Model drift occurs because of factors like tracking failure, occlusions and misalignment of training samples can lead to bad model updates
Remedy→ incorporate the first frame template or prior knowledge in the online model update procedure
drawbacks of the remedy → relying on a fixed model prior tends to restrict the trackers ability to handle large object appearance changes.
Other remedy → use Censorship mechanism where an update is prevented when certain criteria are met(or not met). the detection of good or bad updates usually relies upon smoothness of assumptions for motion and appearance changes which are often violated in challenging scenarios. And once the censorship mechanism fails, these trackers will either miss the chance to evolve or get trapped in a background region due to the fact that the model can only evolve forward without a mechanism to correct for past mistakes.
instead of trying to prevent bad updates from happening we propose a formulation that can correct the effects of bad updates after they happen for this purpose we introduce a multi- expert tracking framework where a discriminative tracker and its former snapshots constitute an expert ensemble and the best expert is selected based on a minimum loss criterion to restore a tracker when a disagreement among the experts occurs Traditional loss functions which measure the discrepancy between the prediction and the true label are only applicable in supervised settings To get around this we propose a novel formulation of the tracking by detection problem so as to naturally introduce an entropy regularized optimization function as our expert selection criterion.

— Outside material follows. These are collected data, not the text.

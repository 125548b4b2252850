use std::fmt;

/// Offset between the sensor's internal temperature and ambient, in °C.
const TMP_OFFSET: f64 = 4.5;
/// Magnus formula constant, in °C.
const MAGNUS_B: f64 = 237.3;

/// Values as reported by the sensor, before calibration.
#[derive(Debug, Clone, Copy, PartialEq)]
pub struct RawReading {
    pub co2: f64,
    pub hum: f64,
    pub tmp: f64,
}

/// Values after the calibration formula has been applied.
#[derive(Debug, Clone, Copy, PartialEq)]
pub struct CorrectedReading {
    pub co2: f64,
    pub hum: f64,
    pub tmp: f64,
}

impl RawReading {
    pub fn new(co2: f64, hum: f64, tmp: f64) -> Self {
        Self { co2, hum, tmp }
    }

    /// Shift the temperature down to ambient and rescale relative humidity to
    /// the new temperature so that absolute humidity stays the same.
    ///
    /// Nothing is guarded here: a raw temperature of 4.5 or -237.3 yields an
    /// infinite or NaN humidity. Check [`CorrectedReading::is_finite`].
    pub fn correct(self) -> CorrectedReading {
        let tmp = self.tmp - TMP_OFFSET;
        let hum = self.hum * self.tmp * (tmp + MAGNUS_B) / (tmp * (self.tmp + MAGNUS_B));

        CorrectedReading {
            co2: self.co2,
            hum,
            tmp,
        }
    }
}

/// Renders the reading the way the sensor puts it on the wire.
impl fmt::Display for RawReading {
    fn fmt(&self, f: &mut fmt::Formatter<'_>) -> fmt::Result {
        write!(
            f,
            "CO2={:.0},HUM={},TMP={}",
            self.co2,
            decimal(self.hum),
            decimal(self.tmp)
        )
    }
}

// The wire format always carries a fractional part.
fn decimal(value: f64) -> String {
    let s = value.to_string();
    if s.contains('.') {
        s
    } else {
        format!("{}.0", s)
    }
}

impl CorrectedReading {
    pub fn is_finite(&self) -> bool {
        self.co2.is_finite() && self.hum.is_finite() && self.tmp.is_finite()
    }
}

impl fmt::Display for CorrectedReading {
    fn fmt(&self, f: &mut fmt::Formatter<'_>) -> fmt::Result {
        write!(
            f,
            "co2: {} ppm, humidity: {:.2} %, temperature: {:.2} °C",
            self.co2, self.hum, self.tmp
        )
    }
}
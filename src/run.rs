use {
    crate::{
        parser::parse_line,
        session::{Port, Session},
        sink::Sink,
    },
    anyhow::Result,
    chrono::Utc,
    log::{debug, error, info, warn},
    tokio::{sync::watch, task},
};

/// Reads, corrects and stores readings until the device fails or `stop`
/// turns true.
///
/// A read error ends the loop and is returned as is. Bad lines and failed
/// writes are logged and skipped.
pub async fn run<P, S>(
    session: &mut Session<P>,
    sink: &mut S,
    stop: watch::Receiver<bool>,
) -> Result<()>
where
    P: Port,
    S: Sink,
{
    loop {
        if *stop.borrow() {
            info!("Stop requested");
            return Ok(());
        }

        let line = match task::block_in_place(|| session.read_line())? {
            Some(line) => line,
            None => continue,
        };

        let raw = match parse_line(&line) {
            Ok(Some(raw)) => raw,
            Ok(None) => {
                debug!("Sensor acknowledged start");
                continue;
            }
            Err(e) => {
                error!("{}", e);
                continue;
            }
        };

        let corrected = raw.correct();
        if !corrected.is_finite() {
            error!("Dropping reading '{}': correction is not finite", line);
            continue;
        }

        debug!("{}", corrected);
        if let Err(e) = sink.write(&corrected, Utc::now()).await {
            warn!("{:#}", e);
        }
    }
}

#[cfg(test)]
mod tests {
    use {
        super::*,
        crate::{
            reading::RawReading,
            session::mock::{Call, MockPort},
            sink::mock::MockSink,
        },
        std::io::{self, ErrorKind},
    };

    fn running() -> (watch::Sender<bool>, watch::Receiver<bool>) {
        watch::channel(false)
    }

    #[tokio::test(flavor = "multi_thread")]
    async fn writes_corrected_readings_in_order() {
        let port = MockPort::lines(&[
            "OK STA",
            "garbage",
            "CO2=512,HUM=45.20,TMP=23.10",
            "CO2=600,HUM=50.00,TMP=-2.00",
        ]);
        let mut session = Session::start(port).unwrap();
        let mut sink = MockSink::default();
        let (_tx, rx) = running();

        let err = run(&mut session, &mut sink, rx).await.unwrap_err();
        assert_eq!(
            err.downcast_ref::<io::Error>().unwrap().kind(),
            ErrorKind::UnexpectedEof
        );

        let written: Vec<_> = sink.written.iter().map(|(r, _)| *r).collect();
        assert_eq!(
            written,
            vec![
                RawReading::new(512.0, 45.20, 23.10).correct(),
                RawReading::new(600.0, 50.00, -2.00).correct(),
            ]
        );
        assert!(sink.written[0].1 <= sink.written[1].1);
    }

    #[tokio::test(flavor = "multi_thread")]
    async fn read_error_is_returned_unchanged_and_stops_reading() {
        let port = MockPort::new(vec![
            Ok(b"CO2=512,HUM=45.20,TMP=23.10\r\n".to_vec()),
            Err(io::Error::new(ErrorKind::Other, "unplugged")),
            Ok(b"CO2=513,HUM=45.20,TMP=23.10\r\n".to_vec()),
        ]);
        let calls = port.calls.clone();
        let mut session = Session::start(port).unwrap();
        let mut sink = MockSink::default();
        let (_tx, rx) = running();

        let err = run(&mut session, &mut sink, rx).await.unwrap_err();
        let err = err.downcast_ref::<io::Error>().unwrap();
        assert_eq!(err.kind(), ErrorKind::Other);
        assert_eq!(err.to_string(), "unplugged");

        assert_eq!(sink.written.len(), 1);
        let reads = calls
            .lock()
            .unwrap()
            .iter()
            .filter(|c| **c == Call::Read)
            .count();
        assert_eq!(reads, 2);
    }

    #[tokio::test(flavor = "multi_thread")]
    async fn stops_when_signalled() {
        let port = MockPort::new(vec![
            Err(io::Error::new(ErrorKind::TimedOut, "timed out")),
            Ok(b"CO2=512,HUM=45.20,TMP=23.10\r\n".to_vec()),
        ]);
        let mut session = Session::start(port).unwrap();
        let mut sink = MockSink::default();
        let (tx, rx) = running();
        tx.send(true).unwrap();

        run(&mut session, &mut sink, rx).await.unwrap();
        assert!(sink.written.is_empty());
    }

    #[tokio::test(flavor = "multi_thread")]
    async fn timeouts_are_not_fatal() {
        let port = MockPort::new(vec![
            Err(io::Error::new(ErrorKind::TimedOut, "timed out")),
            Ok(b"CO2=512,HUM=45.20,TMP=23.10\r\n".to_vec()),
        ]);
        let mut session = Session::start(port).unwrap();
        let mut sink = MockSink::default();
        let (_tx, rx) = running();

        run(&mut session, &mut sink, rx).await.unwrap_err();
        assert_eq!(sink.written.len(), 1);
    }

    #[tokio::test(flavor = "multi_thread")]
    async fn skips_non_finite_corrections() {
        let port = MockPort::lines(&["CO2=400,HUM=50.00,TMP=4.50", "CO2=400,HUM=50.00,TMP=4.60"]);
        let mut session = Session::start(port).unwrap();
        let mut sink = MockSink::default();
        let (_tx, rx) = running();

        run(&mut session, &mut sink, rx).await.unwrap_err();
        assert_eq!(sink.written.len(), 1);
        assert!(sink.written[0].0.is_finite());
    }

    #[tokio::test(flavor = "multi_thread")]
    async fn write_failures_do_not_stop_the_loop() {
        let port = MockPort::lines(&["CO2=400,HUM=50.00,TMP=20.00", "CO2=401,HUM=50.00,TMP=20.00"]);
        let mut session = Session::start(port).unwrap();
        let mut sink = MockSink {
            failures: vec![true, false].into(),
            ..Default::default()
        };
        let (_tx, rx) = running();

        run(&mut session, &mut sink, rx).await.unwrap_err();
        assert_eq!(sink.written.len(), 1);
        assert_eq!(sink.written[0].0.co2, 401.0);
    }
}
use {
    crate::{config::Config, reading::CorrectedReading},
    anyhow::{Context, Result},
    chrono::{DateTime, Utc},
    influxdb::{Client as DbClient, InfluxDbWriteable, Timestamp},
    log::info,
};

/// Somewhere corrected readings get persisted.
#[allow(async_fn_in_trait)]
pub trait Sink {
    /// Called once, before the first write.
    async fn connect(&mut self) -> Result<()>;

    async fn write(&mut self, reading: &CorrectedReading, time: DateTime<Utc>) -> Result<()>;
}

pub struct InfluxSink {
    client: DbClient,
    url: String,
    measurement: String,
}

impl InfluxSink {
    pub fn new(config: &Config) -> Self {
        let url = config.db_url();
        let mut client = DbClient::new(url.clone(), config.bucket.clone());
        if let Some(token) = &config.token {
            client = client.with_token(token.clone());
        }

        Self {
            client,
            url,
            measurement: config.measurement.clone(),
        }
    }
}

impl Sink for InfluxSink {
    async fn connect(&mut self) -> Result<()> {
        info!("INFLUXDB connecting to {}", self.url);
        let (build, version) = self
            .client
            .ping()
            .await
            .with_context(|| format!("Failed to reach InfluxDB at {}", self.url))?;
        info!("INFLUXDB {} ({}) ready", version, build);
        Ok(())
    }

    async fn write(&mut self, reading: &CorrectedReading, time: DateTime<Utc>) -> Result<()> {
        let query = Timestamp::from(time)
            .into_query(self.measurement.as_str())
            .add_field("CO2", reading.co2)
            .add_field("HUM", reading.hum)
            .add_field("TMP", reading.tmp);

        self.client
            .query(query)
            .await
            .context("Failed to write reading to InfluxDB")?;
        Ok(())
    }
}
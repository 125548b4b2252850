#[tokio::main]
async fn main() -> anyhow::Result<()> {
    co2_client::client().await
}
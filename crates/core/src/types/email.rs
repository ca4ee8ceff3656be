//! Email address type.

use core::fmt;

use serde::{Deserialize, Serialize};

/// Errors that can occur when parsing an [`Email`].
#[derive(thiserror::Error, Debug, Clone, PartialEq, Eq)]
pub enum EmailError {
    /// The input string is empty.
    #[error("email cannot be empty")]
    Empty,
    /// The input string exceeds the RFC 5321 length limit.
    #[error("email must be at most {max} characters")]
    TooLong {
        /// Maximum allowed length.
        max: usize,
    },
    /// The input is not of the form `local@domain` with both parts non-empty.
    #[error("email must be of the form local@domain")]
    Malformed,
}

/// A structurally valid email address.
///
/// Validation is intentionally shallow: one `@` with a non-empty local part
/// and domain, within the RFC 5321 length limit. Deliverability is the order
/// API's problem.
///
/// ## Examples
///
/// ```
/// use lapacho_core::Email;
///
/// assert!(Email::parse("ana@example.com.ar").is_ok());
/// assert!(Email::parse("no-at-symbol").is_err());
/// assert!(Email::parse("@example.com").is_err());
/// ```
#[derive(Debug, Clone, Serialize, Deserialize, PartialEq, Eq, Hash)]
#[serde(transparent)]
pub struct Email(String);

impl Email {
    /// Maximum length of an email address (RFC 5321).
    pub const MAX_LENGTH: usize = 254;

    /// Parse an `Email` from a string.
    ///
    /// # Errors
    ///
    /// Returns an error if the input is empty, too long, or not of the form
    /// `local@domain`.
    pub fn parse(s: &str) -> Result<Self, EmailError> {
        if s.is_empty() {
            return Err(EmailError::Empty);
        }
        if s.len() > Self::MAX_LENGTH {
            return Err(EmailError::TooLong {
                max: Self::MAX_LENGTH,
            });
        }
        match s.split_once('@') {
            Some((local, domain)) if !local.is_empty() && !domain.is_empty() => {
                Ok(Self(s.to_owned()))
            }
            _ => Err(EmailError::Malformed),
        }
    }

    /// Returns the email address as a string slice.
    #[must_use]
    pub fn as_str(&self) -> &str {
        &self.0
    }

    /// Consumes the `Email` and returns its inner string.
    #[must_use]
    pub fn into_inner(self) -> String {
        self.0
    }
}

impl fmt::Display for Email {
    fn fmt(&self, f: &mut fmt::Formatter<'_>) -> fmt::Result {
        f.write_str(&self.0)
    }
}

impl TryFrom<&str> for Email {
    type Error = EmailError;

    fn try_from(s: &str) -> Result<Self, Self::Error> {
        Self::parse(s)
    }
}
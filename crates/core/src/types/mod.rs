//! Core types for Tienda Lapacho.
//!
//! This module provides type-safe wrappers for common domain concepts.

pub mod email;
pub mod id;
pub mod status;

pub use email::{Email, EmailError};
pub use id::*;
pub use status::*;
//! The client-local cart.
//!
//! The cart lives entirely on the client until order creation; there is no
//! server record of it. Prices here are a snapshot taken when the item was
//! added, and order creation submits these snapshot prices rather than
//! re-deriving them from the live catalog.

use rust_decimal::Decimal;
use serde::{Deserialize, Serialize};

use crate::types::{ProductId, VariantId};

/// One line in the local cart.
#[derive(Debug, Clone, PartialEq, Eq, Serialize, Deserialize)]
pub struct CartItem {
    pub product_id: ProductId,
    #[serde(default, skip_serializing_if = "Option::is_none")]
    pub variant_id: Option<VariantId>,
    pub name: String,
    /// Unit price snapshot taken when the item was added.
    pub unit_price: Decimal,
    pub quantity: u32,
    /// Variant size label, when the product has sizes.
    #[serde(default, skip_serializing_if = "Option::is_none")]
    pub size: Option<String>,
    /// Variant color label, when the product has colors.
    #[serde(default, skip_serializing_if = "Option::is_none")]
    pub color: Option<String>,
    /// Stock level observed when the item was added.
    #[serde(default, skip_serializing_if = "Option::is_none")]
    pub stock: Option<u32>,
}

impl CartItem {
    /// Subtotal for this line: unit price times quantity.
    #[must_use]
    pub fn line_subtotal(&self) -> Decimal {
        self.unit_price * Decimal::from(self.quantity)
    }
}

/// The whole cart: an ordered list of lines.
#[derive(Debug, Clone, Default, PartialEq, Eq, Serialize, Deserialize)]
#[serde(transparent)]
pub struct Cart {
    pub items: Vec<CartItem>,
}

impl Cart {
    /// Create a cart from a list of items.
    #[must_use]
    pub const fn new(items: Vec<CartItem>) -> Self {
        Self { items }
    }

    #[must_use]
    pub fn is_empty(&self) -> bool {
        self.items.is_empty()
    }

    /// Sum of all line subtotals, before shipping.
    #[must_use]
    pub fn subtotal(&self) -> Decimal {
        self.items.iter().map(CartItem::line_subtotal).sum()
    }
}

Bad model updates updates usually contaminate a trackers appearance model with inconsistent training samples thus leading to ambiguous inference. Ref fig1; During a period of severe occlusion the trackers online updates incorporate the wrong foreground image patch. After the patch reappears although the tracker is still responsive to the true target in red it starts to over fit the the wrong patch in green yielding an incorrect prediction. In contrast our formulation maintains a set of tracker snapshots throughout the tracking process. A past snapshot can be identified to localize the target wiht less ambiguity.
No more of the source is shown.